Hysterectomy is the surgical removal of the uterus. In the United States, hysterectomy is the second most common operation in women that is only surpassed by a caesarean section. Surgeons perform approximately 600,000 hysterectomies in this country each year. It is estimated that every third American woman has a hysterectomy before she turns 60.
Why a hysterectomy?
A woman could have a hysterectomy to treat a number of gynecological conditions, including:
• Abnormal bleeding: changes in a woman’s normal menstrual cycle characterized by heavy to light bleeding between periods or excessive bleeding during the periods. Abnormal bleeding is a symptom of an underlying condition such as poor nutrition, hormonal imbalance, or tumor growth.
• Fibroids: non-cancerous tumors or growths that form on the inner or outer wall of the uterus. They are not always obvious.
• Uterine prolapse: The uterus collapses or slides from its normal position in the pelvis into the vagina. Surgery is needed if symptoms such as chronic pain, frequent urination, or cystitis affect a woman’s normal life.
• Endometriosis: when the tissue that normally lines the inside of the uterus begins to grow outside the uterus or on other organs. This condition is often painful.
• Gynecological cancer: abnormal growth of cells in the female reproductive system. Uterine cancer is the most common gynecological cancer in the United States. Around 35,000 new cases and 3,000 deaths are registered each year.

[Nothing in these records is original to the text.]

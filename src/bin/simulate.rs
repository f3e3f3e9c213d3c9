//! Furlong Headless Betting Simulator
//!
//! Runs seeded betting rounds without any UI, using the exact same odds,
//! race, and settlement functions as the real game. Bets a flat stake on the
//! favorite every round and reports the realized edge, so payout changes can
//! be sanity-checked quickly.
//!
//! Usage:
//!   cargo run --bin simulate -- [OPTIONS]
//!
//! Options:
//!   --rounds N    Rounds to simulate (default: 10000)
//!   --seed N      RNG seed (default: 42)
//!   --stake X     Flat stake per round (default: 10.0)
//!   --bet TYPE    win | place | show | exacta (default: win)
//!   --quiet       Only the final summary line

use furlong::betting::{settle, Bet, BetType};
use furlong::constants::{MAX_STEP, NUM_HORSES, TRACK_LENGTH};
use furlong::odds::OddsBoard;
use furlong::race::{finishing_order, run_race};
use rand::SeedableRng;
use rand_chacha::ChaCha8Rng;
use std::cmp::Ordering;

// ── CLI Configuration ────────────────────────────────────────────────

struct SimConfig {
    rounds: u64,
    seed: u64,
    stake: f64,
    bet_type: BetType,
    quiet: bool,
}

impl Default for SimConfig {
    fn default() -> Self {
        Self {
            rounds: 10_000,
            seed: 42,
            stake: 10.0,
            bet_type: BetType::Win,
            quiet: false,
        }
    }
}

fn parse_args() -> SimConfig {
    let args: Vec<String> = std::env::args().collect();
    let mut config = SimConfig::default();
    let mut i = 1;
    while i < args.len() {
        match args[i].as_str() {
            "--rounds" => {
                i += 1;
                config.rounds = args[i].parse().expect("--rounds requires a number");
            }
            "--seed" => {
                i += 1;
                config.seed = args[i].parse().expect("--seed requires a number");
            }
            "--stake" => {
                i += 1;
                config.stake = args[i].parse().expect("--stake requires a number");
            }
            "--bet" => {
                i += 1;
                config.bet_type = parse_bet_name(&args[i]);
            }
            "--quiet" => config.quiet = true,
            "--help" | "-h" => {
                print_usage();
                std::process::exit(0);
            }
            other => {
                eprintln!("Unknown argument: {other}");
                print_usage();
                std::process::exit(1);
            }
        }
        i += 1;
    }
    config
}

fn parse_bet_name(name: &str) -> BetType {
    match name.to_ascii_lowercase().as_str() {
        "win" => BetType::Win,
        "place" => BetType::Place,
        "show" => BetType::Show,
        "exacta" => BetType::Exacta,
        other => {
            eprintln!("Unknown bet type: {other} (expected win|place|show|exacta)");
            std::process::exit(1);
        }
    }
}

fn print_usage() {
    eprintln!(
        "Furlong Headless Betting Simulator\n\
         \n\
         Usage: simulate [OPTIONS]\n\
         \n\
         Options:\n\
         \x20 --rounds N    Rounds to simulate (default: 10000)\n\
         \x20 --seed N      RNG seed (default: 42)\n\
         \x20 --stake X     Flat stake per round (default: 10.0)\n\
         \x20 --bet TYPE    win | place | show | exacta (default: win)\n\
         \x20 --quiet       Only the final summary line\n\
         \x20 --help, -h    Show this help"
    );
}

// ── Simulation Statistics ────────────────────────────────────────────

#[derive(Debug, Default)]
struct SimStats {
    rounds: u64,
    wins: u64,
    total_staked: f64,
    total_returned: f64,
}

impl SimStats {
    fn record(&mut self, stake: f64, payout: f64) {
        self.rounds += 1;
        self.total_staked += stake;
        self.total_returned += payout;
        if payout > 0.0 {
            self.wins += 1;
        }
    }

    fn hit_rate(&self) -> f64 {
        if self.rounds == 0 {
            return 0.0;
        }
        self.wins as f64 / self.rounds as f64
    }

    /// Net return per dollar staked. Fair payouts hover around zero.
    fn edge(&self) -> f64 {
        if self.total_staked == 0.0 {
            return 0.0;
        }
        (self.total_returned - self.total_staked) / self.total_staked
    }
}

// ── Simulation ───────────────────────────────────────────────────────

/// Builds the round's bet: always the favorite; for an Exacta, the top two
/// favorites in probability order.
fn favorite_bet(board: &OddsBoard, bet_type: BetType) -> Bet {
    match bet_type {
        BetType::Win => Bet::Win {
            horse: board.favorite(),
        },
        BetType::Place => Bet::Place {
            horse: board.favorite(),
        },
        BetType::Show => Bet::Show {
            horse: board.favorite(),
        },
        BetType::Exacta => {
            let mut ranked: Vec<usize> = (0..board.horse_count()).collect();
            ranked.sort_by(|&a, &b| {
                board
                    .win_prob(b)
                    .partial_cmp(&board.win_prob(a))
                    .unwrap_or(Ordering::Equal)
            });
            Bet::Exacta {
                first: ranked[0],
                second: ranked[1],
            }
        }
    }
}

fn main() {
    let config = parse_args();
    let mut rng = ChaCha8Rng::seed_from_u64(config.seed);
    let mut stats = SimStats::default();

    for _ in 0..config.rounds {
        let board = OddsBoard::generate(NUM_HORSES, &mut rng);
        let bet = favorite_bet(&board, config.bet_type);

        let positions = run_race(NUM_HORSES, TRACK_LENGTH, MAX_STEP, &mut rng, |_| {});
        let order = finishing_order(&positions);

        let settlement = settle(&bet, config.stake, &order, &board);
        stats.record(config.stake, settlement.payout);
    }

    let net = stats.total_returned - stats.total_staked;
    if config.quiet {
        println!(
            "rounds={} bet={} hit_rate={:.4} staked={:.2} returned={:.2} edge={:+.4}",
            stats.rounds,
            config.bet_type.name(),
            stats.hit_rate(),
            stats.total_staked,
            stats.total_returned,
            stats.edge()
        );
    } else {
        println!("Furlong betting simulation");
        println!("  seed:      {}", config.seed);
        println!("  bet:       {} on the favorite", config.bet_type.name());
        println!("  rounds:    {}", stats.rounds);
        println!(
            "  hits:      {} ({:.2}% of rounds)",
            stats.wins,
            stats.hit_rate() * 100.0
        );
        println!("  staked:    $ {:.2}", stats.total_staked);
        println!("  returned:  $ {:.2}", stats.total_returned);
        println!("  net:       $ {:+.2}", net);
        println!("  edge:      {:+.4} per dollar staked", stats.edge());
    }
}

How is a hysterectomy performed?
Two surgical techniques are used to remove part or all of the uterus: open surgery and laparoscopic surgery. In traditional open surgery, surgeons make a large incision about 5 to 7 inches in length in the abdomen to access and remove the uterus. In laparoscopic surgery, surgeons insert small special tools, including a camera, and cut and reach through several small incisions to reach and remove the uterus.

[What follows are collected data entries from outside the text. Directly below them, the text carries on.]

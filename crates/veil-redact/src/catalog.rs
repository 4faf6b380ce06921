//! Fixed recognizer table for the redaction engine
//!
//! One category can carry several rules because the same entity shows up in
//! several surface forms in real logs: inline keywords (`user: alice`),
//! structured report fields (`Usuário de Origem: alice`) and Sysmon XML
//! attributes (`UserID='alice'`). Structured rules are declared first so a
//! whole clause is rewritten with its label intact instead of leaving a
//! dangling label next to a placeholder.

use lazy_static::lazy_static;
use regex::Regex;
use veil_core::{Category, ContextTag};

/// How a rule turns a regex match into a finding.
#[derive(Debug, Clone, Copy, PartialEq, Eq)]
pub enum RuleKind {
    /// The whole match is the finding.
    Bare,
    /// A label plus delimiter; capture group 1 is the finding.
    Keyword,
    /// Capture group 1 is the finding; on masking, the whole matched clause
    /// is rewritten from `template` with `{}` replaced by the placeholder.
    Structured { template: &'static str },
}

/// Masking policy a category carries by default.
#[derive(Debug, Clone, Copy, PartialEq, Eq)]
pub enum Policy {
    /// Masked regardless of options.
    AlwaysMask,
    /// Recorded in findings, never substituted.
    DetectOnly,
    /// Decided at match time from the value's context and the caller's
    /// whitelist/blacklist.
    Conditional,
}

pub struct Rule {
    pub category: Category,
    pub kind: RuleKind,
    pub regex: Regex,
}

impl Rule {
    fn bare(category: Category, pattern: &str) -> Self {
        Rule {
            category,
            kind: RuleKind::Bare,
            regex: Regex::new(pattern).expect("invalid catalog pattern"),
        }
    }

    fn keyword(category: Category, pattern: &str) -> Self {
        Rule {
            category,
            kind: RuleKind::Keyword,
            regex: Regex::new(pattern).expect("invalid catalog pattern"),
        }
    }

    fn structured(category: Category, pattern: &str, template: &'static str) -> Self {
        Rule {
            category,
            kind: RuleKind::Structured { template },
            regex: Regex::new(pattern).expect("invalid catalog pattern"),
        }
    }
}

/// Default policy per category.
pub fn policy(category: Category) -> Policy {
    match category {
        Category::Password | Category::Token | Category::CreditCard | Category::PhoneNumber => {
            Policy::AlwaysMask
        }
        Category::Email | Category::Domain | Category::Hash | Category::Session => {
            Policy::DetectOnly
        }
        Category::Ip | Category::User => Policy::Conditional,
    }
}

/// Placeholder token for a masked value, picked by category and context.
pub fn placeholder(category: Category, context: ContextTag) -> &'static str {
    match category {
        Category::Ip => match context {
            ContextTag::Internal | ContextTag::Loopback => "[IP_INTERNO]",
            _ => "[IP_OFUSCADO]",
        },
        Category::User => match context {
            ContextTag::System => "[USUARIO_SISTEMA]",
            _ => "[USUARIO_OFUSCADO]",
        },
        Category::Email => "[EMAIL_OFUSCADO]",
        Category::Domain => "[HOSTNAME_OFUSCADO]",
        Category::Hash => "[HASH_OFUSCADO]",
        Category::Session => "[SESSAO_OFUSCADA]",
        Category::Password => "[SENHA_OFUSCADA]",
        Category::Token => "[TOKEN_OFUSCADO]",
        Category::CreditCard => "[CARTAO_OFUSCADO]",
        Category::PhoneNumber => "[TELEFONE_OFUSCADO]",
    }
}

lazy_static! {
    static ref CATALOG: Vec<Rule> = build_catalog();
}

/// The ordered rule table. Structured rules first, then keyword rules, then
/// bare patterns; within a tier, declaration order decides precedence.
pub fn catalog() -> &'static [Rule] {
    &CATALOG
}

fn build_catalog() -> Vec<Rule> {
    vec![
        // Structured report fields emitted by analyst tooling.
        Rule::structured(
            Category::User,
            r"(?i)Usuário de Origem:[ \t]*([^\n\r]+)",
            "Usuário de Origem: {}",
        ),
        Rule::structured(
            Category::User,
            r"(?i)Usuário Afetado:[ \t]*([^\n\r]+)",
            "Usuário Afetado: {}",
        ),
        Rule::structured(
            Category::Ip,
            r"(?i)IP/Host de Origem:[ \t]*([^\n\r]+)",
            "IP/Host de Origem: {}",
        ),
        Rule::structured(
            Category::Ip,
            r"(?i)IP/Host Afetado:[ \t]*([^\n\r]+)",
            "IP/Host Afetado: {}",
        ),
        // Sysmon XML forms.
        Rule::structured(
            Category::User,
            r#"(?i)UserID=['"]([^'"]+)['"]"#,
            "UserID='{}'",
        ),
        Rule::structured(
            Category::User,
            r"(?i)<Data Name='User'>([^<]+)</Data>",
            "<Data Name='User'>{}</Data>",
        ),
        Rule::structured(
            Category::User,
            r"(?i)<Data Name='ParentUser'>([^<]+)</Data>",
            "<Data Name='ParentUser'>{}</Data>",
        ),
        Rule::structured(
            Category::Domain,
            r"(?i)<Computer>([^<]+)</Computer>",
            "<Computer>{}</Computer>",
        ),
        // Labeled fields.
        Rule::keyword(
            Category::User,
            r"(?i)(?:Usuário de Origem|Usuário Afetado|User|Username)[\s:]+([A-Za-z0-9._\-]+)",
        ),
        Rule::keyword(
            Category::Domain,
            r"(?i)(?:IP/Host de Origem|Hostname|Computer|Server)[\s:]+([A-Za-z0-9._\-]+(?:\.[A-Za-z0-9._\-]+)*)",
        ),
        // Generic keyword rules.
        Rule::keyword(
            Category::User,
            r"(?i)\b(?:user|username|account|login|logon|uid|userid)[\s:=]+([A-Za-z0-9._\-]+)",
        ),
        Rule::keyword(
            Category::Password,
            r"(?i)\b(?:password|passwd|pwd|secret)[\s:=]+([^\s\[\]]+)",
        ),
        Rule::keyword(
            Category::Token,
            r"(?i)\b(?:token|jwt|apikey|auth)[\s:=]+([A-Za-z0-9._\-]+)",
        ),
        Rule::keyword(
            Category::Session,
            r"(?i)\b(?:session|sess|sid|jsessionid|phpsessid)[\s:=]+([A-Za-z0-9._\-]+)",
        ),
        Rule::keyword(
            Category::Domain,
            r"(?i)\b(?:host|hostname|computer|server)[\s:=]+([A-Za-z0-9._\-]+)",
        ),
        // Bare patterns; the whole match is the finding.
        Rule::bare(
            Category::Ip,
            r"\b(?:(?:25[0-5]|2[0-4][0-9]|[01]?[0-9][0-9]?)\.){3}(?:25[0-5]|2[0-4][0-9]|[01]?[0-9][0-9]?)\b",
        ),
        Rule::bare(Category::Ip, r"\b(?:[0-9a-fA-F]{1,4}:){7}[0-9a-fA-F]{1,4}\b"),
        Rule::bare(
            Category::Email,
            r"\b[A-Za-z0-9._%+\-]+@[A-Za-z0-9.\-]+\.[A-Za-z]{2,}\b",
        ),
        // MD5 / SHA1 / SHA256 / SHA512 lengths.
        Rule::bare(
            Category::Hash,
            r"\b[a-fA-F0-9]{32}\b|\b[a-fA-F0-9]{40}\b|\b[a-fA-F0-9]{64}\b|\b[a-fA-F0-9]{128}\b",
        ),
        Rule::bare(
            Category::CreditCard,
            r"\b(?:4[0-9]{12}(?:[0-9]{3})?|5[1-5][0-9]{14}|3[47][0-9]{13}|3(?:0[0-5]|[68][0-9])[0-9]{11}|6(?:011|5[0-9]{2})[0-9]{12}|(?:2131|1800|35[0-9]{3})[0-9]{11})\b",
        ),
        Rule::bare(
            Category::PhoneNumber,
            r"\b(?:\+?1[-.\s]?)?\(?[0-9]{3}\)?[-.\s]?[0-9]{3}[-.\s]?[0-9]{4}\b",
        ),
        Rule::bare(
            Category::Domain,
            r"\b[A-Za-z0-9](?:[A-Za-z0-9\-]{0,61}[A-Za-z0-9])?\.[A-Za-z]{2,}\b",
        ),
    ]
}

Both types of surgery typically take several hours and require three to four days of hospitalization and a recovery period of up to four weeks. Short or long lasting hysterectomy pain usually occurs after surgery.
What are the risks of a hysterectomy?
A hysterectomy carries the normal risk of major surgery:
• Bad response to anesthesia
• Allergic reaction to medication
• Heavy bleeding
• Blood clots in the lungs or legs
• Scar pain
A hysterectomy also carries its own risks, including early menopause when the ovaries are removed. Injury to neighboring organs such as the intestine, bladder or rectum; and hysterectomy pain.

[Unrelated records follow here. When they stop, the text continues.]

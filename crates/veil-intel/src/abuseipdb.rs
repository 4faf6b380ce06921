//! AbuseIPDB source client (IP reputation only)

use std::time::Duration;

use async_trait::async_trait;
use serde_json::{json, Value};
use veil_core::{IndicatorKind, SourceVerdict, ThreatStatus};

use crate::source::{IntelSource, QueryOutcome};

const DEFAULT_BASE_URL: &str = "https://api.abuseipdb.com";
/// Lookback window for abuse reports.
const MAX_AGE_DAYS: &str = "90";

pub struct AbuseIpDbClient {
    api_key: Option<String>,
    base_url: String,
    timeout: Duration,
}

impl AbuseIpDbClient {
    pub const NAME: &'static str = "AbuseIPDB";

    pub fn new(api_key: Option<String>, timeout: Duration) -> Self {
        Self::with_base_url(api_key, timeout, DEFAULT_BASE_URL.to_string())
    }

    /// Point the client at a different host. Used by tests.
    pub fn with_base_url(api_key: Option<String>, timeout: Duration, base_url: String) -> Self {
        Self {
            api_key,
            base_url,
            timeout,
        }
    }

    fn parse_verdict(value: &str, body: &Value) -> SourceVerdict {
        let data = &body["data"];
        let score = data["abuseConfidenceScore"].as_u64().unwrap_or(0).min(100);

        let status = if score >= 75 {
            ThreatStatus::Malicious
        } else if score >= 25 {
            ThreatStatus::Suspicious
        } else {
            ThreatStatus::Clean
        };

        SourceVerdict {
            value: value.to_string(),
            status,
            confidence: score as u8,
            source: Self::NAME.to_string(),
            detections: None,
            country: data["countryCode"].as_str().map(str::to_string),
            last_seen: data["lastReportedAt"].as_str().map(str::to_string),
            details: Some(json!({
                "abuseConfidence": score,
                "totalReports": data["totalReports"].as_u64().unwrap_or(0),
                "isPublic": data["isPublic"].as_bool().unwrap_or(false),
            })),
        }
    }
}

#[async_trait]
impl IntelSource for AbuseIpDbClient {
    fn name(&self) -> &'static str {
        Self::NAME
    }

    fn supports(&self, kind: IndicatorKind) -> bool {
        kind == IndicatorKind::Ip
    }

    async fn query(&self, value: &str, _kind: IndicatorKind) -> QueryOutcome {
        let Some(api_key) = &self.api_key else {
            return QueryOutcome::Unavailable;
        };

        let client = match reqwest::Client::builder()
            .user_agent("veil/0.1 (threat intel)")
            .timeout(self.timeout)
            .build()
        {
            Ok(client) => client,
            Err(err) => return QueryOutcome::Failed(format!("failed to create HTTP client: {err}")),
        };

        let response = match client
            .get(format!("{}/api/v2/check", self.base_url))
            .query(&[
                ("ipAddress", value),
                ("maxAgeInDays", MAX_AGE_DAYS),
                ("verbose", ""),
            ])
            .header("Key", api_key)
            .header("Accept", "application/json")
            .send()
            .await
        {
            Ok(response) => response,
            Err(err) => return QueryOutcome::Failed(err.to_string()),
        };

        if !response.status().is_success() {
            return QueryOutcome::Failed(format!("HTTP {}", response.status().as_u16()));
        }

        match response.json::<Value>().await {
            Ok(body) => QueryOutcome::Verdict(Self::parse_verdict(value, &body)),
            Err(err) => QueryOutcome::Failed(format!("invalid response body: {err}")),
        }
    }
}

#[cfg(test)]
mod tests {
    use super::*;

    fn body(score: u64) -> Value {
        json!({
            "data": {
                "abuseConfidenceScore": score,
                "countryCode": "CN",
                "lastReportedAt": "2025-06-01T12:00:00+00:00",
                "totalReports": 17,
                "isPublic": true,
            }
        })
    }

    #[test]
    fn score_thresholds_map_to_status() {
        assert_eq!(
            AbuseIpDbClient::parse_verdict("1.2.3.4", &body(90)).status,
            ThreatStatus::Malicious
        );
        assert_eq!(
            AbuseIpDbClient::parse_verdict("1.2.3.4", &body(75)).status,
            ThreatStatus::Malicious
        );
        assert_eq!(
            AbuseIpDbClient::parse_verdict("1.2.3.4", &body(40)).status,
            ThreatStatus::Suspicious
        );
        assert_eq!(
            AbuseIpDbClient::parse_verdict("1.2.3.4", &body(10)).status,
            ThreatStatus::Clean
        );
    }

    #[test]
    fn confidence_is_the_abuse_score_itself() {
        let verdict = AbuseIpDbClient::parse_verdict("1.2.3.4", &body(40));
        assert_eq!(verdict.confidence, 40);
        assert_eq!(verdict.country.as_deref(), Some("CN"));
        assert_eq!(verdict.details.unwrap()["totalReports"], 17);
    }

    #[test]
    fn only_ip_indicators_are_supported() {
        let client = AbuseIpDbClient::new(None, Duration::from_secs(5));
        assert!(client.supports(IndicatorKind::Ip));
        assert!(!client.supports(IndicatorKind::Url));
        assert!(!client.supports(IndicatorKind::Hash));
    }

    #[tokio::test]
    async fn missing_key_is_unavailable() {
        let client = AbuseIpDbClient::new(None, Duration::from_secs(5));
        assert_eq!(
            client.query("8.8.8.8", IndicatorKind::Ip).await,
            QueryOutcome::Unavailable
        );
    }

    #[tokio::test]
    async fn lookup_includes_lookback_window() {
        let mut server = mockito::Server::new_async().await;
        let mock = server
            .mock("GET", "/api/v2/check")
            .match_query(mockito::Matcher::AllOf(vec![
                mockito::Matcher::UrlEncoded("ipAddress".into(), "8.8.8.8".into()),
                mockito::Matcher::UrlEncoded("maxAgeInDays".into(), "90".into()),
            ]))
            .match_header("Key", "secret")
            .with_status(200)
            .with_header("content-type", "application/json")
            .with_body(body(80).to_string())
            .create_async()
            .await;

        let client = AbuseIpDbClient::with_base_url(
            Some("secret".into()),
            Duration::from_secs(5),
            server.url(),
        );
        let outcome = client.query("8.8.8.8", IndicatorKind::Ip).await;
        mock.assert_async().await;

        match outcome {
            QueryOutcome::Verdict(v) => {
                assert_eq!(v.status, ThreatStatus::Malicious);
                assert_eq!(v.confidence, 80);
            }
            other => panic!("expected verdict, got {other:?}"),
        }
    }

    #[tokio::test]
    async fn rate_limited_response_is_failed() {
        let mut server = mockito::Server::new_async().await;
        server
            .mock("GET", "/api/v2/check")
            .match_query(mockito::Matcher::Any)
            .with_status(429)
            .create_async()
            .await;

        let client = AbuseIpDbClient::with_base_url(
            Some("secret".into()),
            Duration::from_secs(5),
            server.url(),
        );
        assert!(matches!(
            client.query("8.8.8.8", IndicatorKind::Ip).await,
            QueryOutcome::Failed(_)
        ));
    }
}
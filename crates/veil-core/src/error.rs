use thiserror::Error;

#[derive(Error, Debug)]
pub enum CoreError {
    #[error("Invalid {kind} format: {value}")]
    InvalidIndicator { kind: String, value: String },

    #[error("Provider error: {0}")]
    Provider(String),

    #[error("Cache error: {0}")]
    Cache(String),

    #[error("IO error: {0}")]
    Io(#[from] std::io::Error),

    #[error("Serialization error: {0}")]
    Serialization(#[from] serde_json::Error),

    #[error("Other error: {0}")]
    Other(#[from] anyhow::Error),
}

pub type Result<T> = std::result::Result<T, CoreError>;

Hysterectomy pain can develop in the entire pelvic and abdominal area and even in the lower back. Hysterectomy pain is caused by adhesions or scar tissue that naturally and quickly forms on sensitive pelvic tissue that is cut or burned during surgery.
The adhesions act like glue threads to hold the injured tissue together. Sometimes adhesions connect the incision sites to nearby organs such as the intestine or bladder. This bond can lead to tension or painful tension in the body.
How are hysterectomy pain treated?
Medications are the first treatment for pain due to a hysterectomy. If the pain is severe and chronic, additional surgery can be done to remove the painful adhesion. However, even with the most advanced surgical techniques, new adhesion form. This often leads to a trading / bond formation / trading cycle that can take years.